Buckwheat Walnut & Honey- Made with a mix of bread flour and fresh milled whole wheat. The addition of buttermilk makes for a tender crumb and honey and currants add some sweetness. Just a bit of rosemary really enhances res the flavor a flavorful bread that makes great toast -$5/loaf 

And for a bit of pastry –

Chocolate Croissants – Delicious laminated croissant dough, filled with dark chocolate. Beautiful crisp layers and luscious chocolate make for a pretty fabulous pastry. Be sure and get your orders in early as I can only make a limited number- 2/$5

 

Wine shop winter schedule

dscn1348 (Modified)We remind our Faithful that although the shop is officially “closed” through February, it will be open for a number of Bread Fridays over the next several weeks, with Sue A. pouring.

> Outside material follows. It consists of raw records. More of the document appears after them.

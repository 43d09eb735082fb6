use std::sync::Arc;

use axum::{
    extract::{
        ws::{Message, WebSocket, WebSocketUpgrade},
        Extension, Path, Query, State,
    },
    http::StatusCode,
    response::Response,
    Json,
};
use futures::{SinkExt, StreamExt};
use tokio::sync::broadcast::error::RecvError;
use tracing::{debug, info, warn};
use uuid::Uuid;

use shared_config::AppConfig;
use shared_models::auth::User;
use shared_models::error::AppError;
use shared_models::queue::{QueueEntry, QueueStatus};
use shared_models::response::ApiResponse;
use shared_utils::extractor::{require_self_or_staff, require_staff};

use crate::models::{
    EnqueueRequest, QueueEntryView, QueueStats, TodayQuery, UpdateStatusRequest, DEFAULT_TODAY_LIMIT,
};
use crate::services::{QueueReceiver, QueueRegister};
use crate::QueueError;

#[derive(Clone)]
pub struct QueueState {
    pub config: Arc<AppConfig>,
    pub register: Arc<QueueRegister>,
}

/// Patients may only queue themselves; staff may queue anyone.
#[axum::debug_handler]
pub async fn enqueue(
    State(state): State<QueueState>,
    Extension(user): Extension<User>,
    Json(request): Json<EnqueueRequest>,
) -> Result<(StatusCode, Json<ApiResponse<QueueEntry>>), AppError> {
    require_self_or_staff(&user, request.patient_id)?;

    let entry = state.register.enqueue(request).await?;
    let message = format!("Queue number {}", entry.queue_number);
    Ok((StatusCode::CREATED, Json(ApiResponse::ok_with_message(entry, message))))
}

#[axum::debug_handler]
pub async fn list_today(
    State(state): State<QueueState>,
    Extension(user): Extension<User>,
    Query(query): Query<TodayQuery>,
) -> Result<Json<ApiResponse<Vec<QueueEntryView>>>, AppError> {
    require_staff(&user)?;

    let limit = query.limit.unwrap_or(DEFAULT_TODAY_LIMIT);
    let entries = state.register.list_today(limit).await?;
    Ok(Json(ApiResponse::ok(entries)))
}

#[axum::debug_handler]
pub async fn today_stats(
    State(state): State<QueueState>,
    Extension(user): Extension<User>,
) -> Result<Json<ApiResponse<QueueStats>>, AppError> {
    require_staff(&user)?;

    let stats = state.register.today_stats().await?;
    Ok(Json(ApiResponse::ok(stats)))
}

#[axum::debug_handler]
pub async fn my_queue(
    State(state): State<QueueState>,
    Extension(user): Extension<User>,
) -> Result<Json<ApiResponse<Vec<QueueEntry>>>, AppError> {
    let entries = state.register.list_for_patient(user.id).await?;
    Ok(Json(ApiResponse::ok(entries)))
}

#[axum::debug_handler]
pub async fn schedule_queue(
    State(state): State<QueueState>,
    Extension(user): Extension<User>,
    Path(schedule_id): Path<Uuid>,
) -> Result<Json<ApiResponse<Vec<QueueEntry>>>, AppError> {
    require_staff(&user)?;

    let entries = state.register.list_for_schedule(schedule_id).await?;
    Ok(Json(ApiResponse::ok(entries)))
}

#[axum::debug_handler]
pub async fn get_entry(
    State(state): State<QueueState>,
    Extension(user): Extension<User>,
    Path(queue_id): Path<Uuid>,
) -> Result<Json<ApiResponse<QueueEntry>>, AppError> {
    let entry = state.register.get_entry(queue_id).await?;
    require_self_or_staff(&user, entry.patient_id)?;
    Ok(Json(ApiResponse::ok(entry)))
}

#[axum::debug_handler]
pub async fn update_status(
    State(state): State<QueueState>,
    Extension(user): Extension<User>,
    Path(queue_id): Path<Uuid>,
    Json(request): Json<UpdateStatusRequest>,
) -> Result<Json<ApiResponse<QueueEntry>>, AppError> {
    require_staff(&user)?;

    let status = QueueStatus::parse(&request.status)
        .ok_or_else(|| QueueError::InvalidStatus(request.status.clone()))?;

    let entry = state.register.update_status(queue_id, status).await?;
    Ok(Json(ApiResponse::ok_with_message(entry, "Queue status updated")))
}

#[axum::debug_handler]
pub async fn cancel_entry(
    State(state): State<QueueState>,
    Extension(user): Extension<User>,
    Path(queue_id): Path<Uuid>,
) -> Result<Json<ApiResponse<QueueEntry>>, AppError> {
    let entry = state.register.get_entry(queue_id).await?;
    require_self_or_staff(&user, entry.patient_id)?;

    let entry = state.register.cancel(queue_id).await?;
    Ok(Json(ApiResponse::ok_with_message(entry, "Queue entry cancelled")))
}

/// Read-only feed for display boards. Nothing is sent until the queue changes.
pub async fn queue_socket(State(state): State<QueueState>, ws: WebSocketUpgrade) -> Response {
    let updates = state.register.notifier().subscribe();
    ws.on_upgrade(move |socket| stream_queue_updates(socket, updates))
}

async fn stream_queue_updates(socket: WebSocket, mut updates: QueueReceiver) {
    info!("Queue viewer connected");
    let (mut sender, mut receiver) = socket.split();

    let mut forward = tokio::spawn(async move {
        loop {
            match updates.recv().await {
                Ok(frame) => {
                    if sender.send(Message::Text(frame.into())).await.is_err() {
                        break;
                    }
                }
                Err(RecvError::Lagged(skipped)) => {
                    warn!("Queue viewer lagging, skipped {} updates", skipped);
                }
                Err(RecvError::Closed) => break,
            }
        }
    });

    // Viewers never send anything meaningful; drain until they hang up.
    let mut drain = tokio::spawn(async move {
        while let Some(Ok(message)) = receiver.next().await {
            if let Message::Close(_) = message {
                break;
            }
        }
    });

    tokio::select! {
        _ = &mut forward => drain.abort(),
        _ = &mut drain => forward.abort(),
    }

    debug!("Queue viewer disconnected");
}
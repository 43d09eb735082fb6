pub mod error;
pub mod handlers;
pub mod models;
pub mod router;
pub mod services;

pub use error::AuthError;
pub use handlers::AuthState;
pub use models::*;
pub use router::auth_routes;
pub use services::AuthService;
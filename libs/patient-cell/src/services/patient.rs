use std::sync::Arc;

use chrono::Utc;
use tracing::{debug, info};
use uuid::Uuid;

use shared_database::{Database, DirectoryStore};
use shared_models::directory::Patient;
use shared_utils::validation::validate_email;

use crate::models::{CreatePatientRequest, PatientError};

pub struct PatientService {
    directory: Arc<dyn DirectoryStore>,
}

impl PatientService {
    pub fn new(database: &Database) -> Self {
        Self {
            directory: database.directory.clone(),
        }
    }

    pub async fn create_patient(&self, request: CreatePatientRequest) -> Result<Patient, PatientError> {
        self.create_patient_with_id(Uuid::new_v4(), request).await
    }

    /// Used by self-registration, where the patient id doubles as the login's user id.
    pub async fn create_patient_with_id(
        &self,
        id: Uuid,
        request: CreatePatientRequest,
    ) -> Result<Patient, PatientError> {
        debug!("Creating patient record for: {}", request.email);

        let first_name = request.first_name.trim().to_string();
        let last_name = request.last_name.trim().to_string();
        let email = request.email.trim().to_lowercase();

        if first_name.is_empty() || last_name.is_empty() {
            return Err(PatientError::ValidationError(
                "First and last name are required".to_string(),
            ));
        }
        if !validate_email(&email) {
            return Err(PatientError::ValidationError(format!("Invalid email: {}", email)));
        }

        let patient = Patient {
            id,
            first_name,
            last_name,
            email,
            phone: request.phone.map(|p| p.trim().to_string()).filter(|p| !p.is_empty()),
            date_of_birth: request.date_of_birth,
            created_at: Utc::now(),
        };

        let patient = self.directory.insert_patient(patient).await?;
        info!("Created patient {}", patient.id);
        Ok(patient)
    }

    pub async fn get_patient(&self, patient_id: Uuid) -> Result<Patient, PatientError> {
        self.directory
            .get_patient(patient_id)
            .await?
            .ok_or(PatientError::NotFound)
    }

    /// Sorted by last then first name; `search` matches name or email, case-insensitively.
    pub async fn list_patients(&self, search: Option<&str>) -> Result<Vec<Patient>, PatientError> {
        let mut patients = self.directory.list_patients().await?;

        if let Some(needle) = search.map(str::trim).filter(|s| !s.is_empty()) {
            patients.retain(|p| p.matches_search(needle));
        }

        patients.sort_by(|a, b| {
            a.last_name
                .to_lowercase()
                .cmp(&b.last_name.to_lowercase())
                .then_with(|| a.first_name.to_lowercase().cmp(&b.first_name.to_lowercase()))
        });
        Ok(patients)
    }
}

#[cfg(test)]
mod tests {
    use super::*;
    use assert_matches::assert_matches;

    fn request(first: &str, last: &str, email: &str) -> CreatePatientRequest {
        CreatePatientRequest {
            first_name: first.to_string(),
            last_name: last.to_string(),
            email: email.to_string(),
            phone: Some("  ".to_string()),
            date_of_birth: None,
        }
    }

    #[tokio::test]
    async fn test_create_and_get_patient() {
        let service = PatientService::new(&Database::in_memory());

        let created = service
            .create_patient(request(" Mary ", "Seacole", "Mary@Example.com"))
            .await
            .unwrap();
        assert_eq!(created.first_name, "Mary");
        assert_eq!(created.email, "mary@example.com");
        assert!(created.phone.is_none());

        let fetched = service.get_patient(created.id).await.unwrap();
        assert_eq!(fetched.full_name(), "Mary Seacole");
    }

    #[tokio::test]
    async fn test_duplicate_email_rejected() {
        let service = PatientService::new(&Database::in_memory());
        service.create_patient(request("Mary", "Seacole", "mary@example.com")).await.unwrap();

        assert_matches!(
            service.create_patient(request("Other", "Person", "MARY@example.com")).await,
            Err(PatientError::DuplicateEmail(_))
        );
    }

    #[tokio::test]
    async fn test_validation() {
        let service = PatientService::new(&Database::in_memory());

        assert_matches!(
            service.create_patient(request("", "Seacole", "mary@example.com")).await,
            Err(PatientError::ValidationError(_))
        );
        assert_matches!(
            service.create_patient(request("Mary", "Seacole", "not-an-email")).await,
            Err(PatientError::ValidationError(_))
        );
    }

    #[tokio::test]
    async fn test_malformed_emails_rejected() {
        let service = PatientService::new(&Database::in_memory());

        for email in ["x@@y.z", "a b@c.d", "a@b..", "a@b.c d"] {
            assert_matches!(
                service.create_patient(request("Mary", "Seacole", email)).await,
                Err(PatientError::ValidationError(_)),
                "{:?} should be rejected",
                email
            );
        }
        assert!(service.list_patients(None).await.unwrap().is_empty());
    }

    #[tokio::test]
    async fn test_list_patients_search() {
        let service = PatientService::new(&Database::in_memory());
        service.create_patient(request("Mary", "Seacole", "mary@example.com")).await.unwrap();
        service.create_patient(request("Florence", "Nightingale", "flo@example.com")).await.unwrap();

        let all = service.list_patients(None).await.unwrap();
        assert_eq!(all[0].last_name, "Nightingale");
        assert_eq!(all.len(), 2);

        let found = service.list_patients(Some("SEAC")).await.unwrap();
        assert_eq!(found.len(), 1);
        assert_eq!(found[0].first_name, "Mary");
    }

    #[tokio::test]
    async fn test_unknown_patient() {
        let service = PatientService::new(&Database::in_memory());
        assert_matches!(service.get_patient(Uuid::new_v4()).await, Err(PatientError::NotFound));
    }
}
use async_trait::async_trait;
use chrono::{DateTime, Utc};
use uuid::Uuid;

use shared_models::auth::{Credential, UserClass};
use shared_models::directory::{Clinic, Doctor, Patient, StaffAccount};
use shared_models::queue::{NewQueueEntry, QueueEntry, QueueStatus};
use shared_models::schedule::{Schedule, ScheduleFilter, ScheduleStatus};

use crate::error::StoreResult;

/// Schedule documents. Every counter mutation is a single atomic operation.
#[async_trait]
pub trait ScheduleStore: Send + Sync {
    /// Inserts unless another time-occupying schedule of the same doctor on
    /// the same date overlaps it (`StoreError::Overlap`).
    async fn insert_if_no_overlap(&self, schedule: Schedule) -> StoreResult<Schedule>;

    async fn get_schedule(&self, id: Uuid) -> StoreResult<Option<Schedule>>;

    async fn list_schedules(&self, filter: &ScheduleFilter) -> StoreResult<Vec<Schedule>>;

    /// `booked += 1`. Fails with `CapacityExceeded` when nothing is left.
    async fn reserve_slot(&self, id: Uuid) -> StoreResult<Schedule>;

    /// `booked -= 1`. Fails with `Invariant` when nothing is booked.
    async fn release_slot(&self, id: Uuid) -> StoreResult<Schedule>;

    /// Fails with `BelowBooked` when `total < booked`.
    async fn set_total_slots(&self, id: Uuid, total: u32) -> StoreResult<Schedule>;

    async fn set_schedule_status(&self, id: Uuid, status: ScheduleStatus) -> StoreResult<Schedule>;

    /// Cancels only while `booked == 0`, checked and written in one step;
    /// otherwise `InUse`. A schedule that is already cancelled comes back as is.
    async fn cancel_if_unbooked(&self, id: Uuid) -> StoreResult<Schedule>;
}

/// Queue entries. Numbers are assigned by the store, never by the caller.
#[async_trait]
pub trait QueueStore: Send + Sync {
    /// Assigns the schedule's next queue number and inserts in one step.
    async fn insert_next(&self, entry: NewQueueEntry) -> StoreResult<QueueEntry>;

    async fn get_entry(&self, id: Uuid) -> StoreResult<Option<QueueEntry>>;

    /// Replaces the status and returns the one it replaced.
    async fn swap_status(&self, id: Uuid, status: QueueStatus) -> StoreResult<(QueueStatus, QueueEntry)>;

    /// Entries with `from <= queue_date < to`, in no particular order.
    async fn list_by_queue_date(
        &self,
        from: DateTime<Utc>,
        to: DateTime<Utc>,
    ) -> StoreResult<Vec<QueueEntry>>;

    async fn list_for_schedule(&self, schedule_id: Uuid) -> StoreResult<Vec<QueueEntry>>;

    async fn list_for_patient(&self, patient_id: Uuid) -> StoreResult<Vec<QueueEntry>>;
}

#[async_trait]
pub trait DirectoryStore: Send + Sync {
    /// Emails are unique (case-insensitive).
    async fn insert_patient(&self, patient: Patient) -> StoreResult<Patient>;
    async fn get_patient(&self, id: Uuid) -> StoreResult<Option<Patient>>;
    async fn list_patients(&self) -> StoreResult<Vec<Patient>>;

    async fn insert_doctor(&self, doctor: Doctor) -> StoreResult<Doctor>;
    async fn get_doctor(&self, id: Uuid) -> StoreResult<Option<Doctor>>;
    async fn list_doctors(&self) -> StoreResult<Vec<Doctor>>;

    async fn insert_clinic(&self, clinic: Clinic) -> StoreResult<Clinic>;
    async fn get_clinic(&self, id: Uuid) -> StoreResult<Option<Clinic>>;
    async fn list_clinics(&self) -> StoreResult<Vec<Clinic>>;

    async fn insert_staff(&self, staff: StaffAccount) -> StoreResult<StaffAccount>;
    async fn get_staff(&self, id: Uuid) -> StoreResult<Option<StaffAccount>>;

    /// One credential per (class, email).
    async fn insert_credential(&self, class: UserClass, credential: Credential) -> StoreResult<()>;
    async fn find_credential(&self, class: UserClass, email: &str) -> StoreResult<Option<Credential>>;
}

pub(crate) fn email_key(email: &str) -> String {
    email.trim().to_lowercase()
}
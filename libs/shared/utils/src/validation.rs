use std::sync::OnceLock;

use regex::Regex;

const EMAIL_PATTERN: &str = r"^[a-zA-Z0-9._%+-]+@[a-zA-Z0-9.-]+\.[a-zA-Z]{2,}$";
const MAX_EMAIL_LEN: usize = 254;

static EMAIL_REGEX: OnceLock<Option<Regex>> = OnceLock::new();

/// Shape check for login and contact addresses. Expects already-trimmed input.
pub fn validate_email(email: &str) -> bool {
    if email.len() > MAX_EMAIL_LEN {
        return false;
    }

    EMAIL_REGEX
        .get_or_init(|| Regex::new(EMAIL_PATTERN).ok())
        .as_ref()
        .is_some_and(|re| re.is_match(email))
}
use axum::{
    middleware,
    routing::{get, post},
    Router,
};

use shared_utils::extractor::auth_middleware;

use crate::handlers::{self, AuthState};

pub fn auth_routes(state: AuthState) -> Router {
    let public_routes = Router::new()
        .route("/staff/login", post(handlers::staff_login))
        .route("/patient/login", post(handlers::patient_login))
        .route("/patient/register", post(handlers::register_patient))
        .route("/validate", post(handlers::validate_token));

    let protected_routes = Router::new()
        .route("/staff", post(handlers::create_staff))
        .route("/me", get(handlers::me))
        .layer(middleware::from_fn_with_state(state.config.clone(), auth_middleware));

    Router::new()
        .merge(public_routes)
        .merge(protected_routes)
        .with_state(state)
}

Those of you on the bread-order email list will hear from Janice the weekend before each such Friday, and we will update this blog each Friday AM to confirm schedules. Through most of February, tastings will be Impromptu and communal, and purchases are, of course, encouraged and welcome! 

We will reopen on our regular schedule either Feb 24 or Mar 3.

 

Chez Nous

dscn1464At the moment we are camped at Harris Beach State Park near Broookings, OR, a lovely spot, on our way to Sonoma for Grandparent duty. Wishing you all a Festive and Meaningful Groundhog Day, and that one morning soon we may all wake up from the Dystopian Nightmare in which we find ourselves.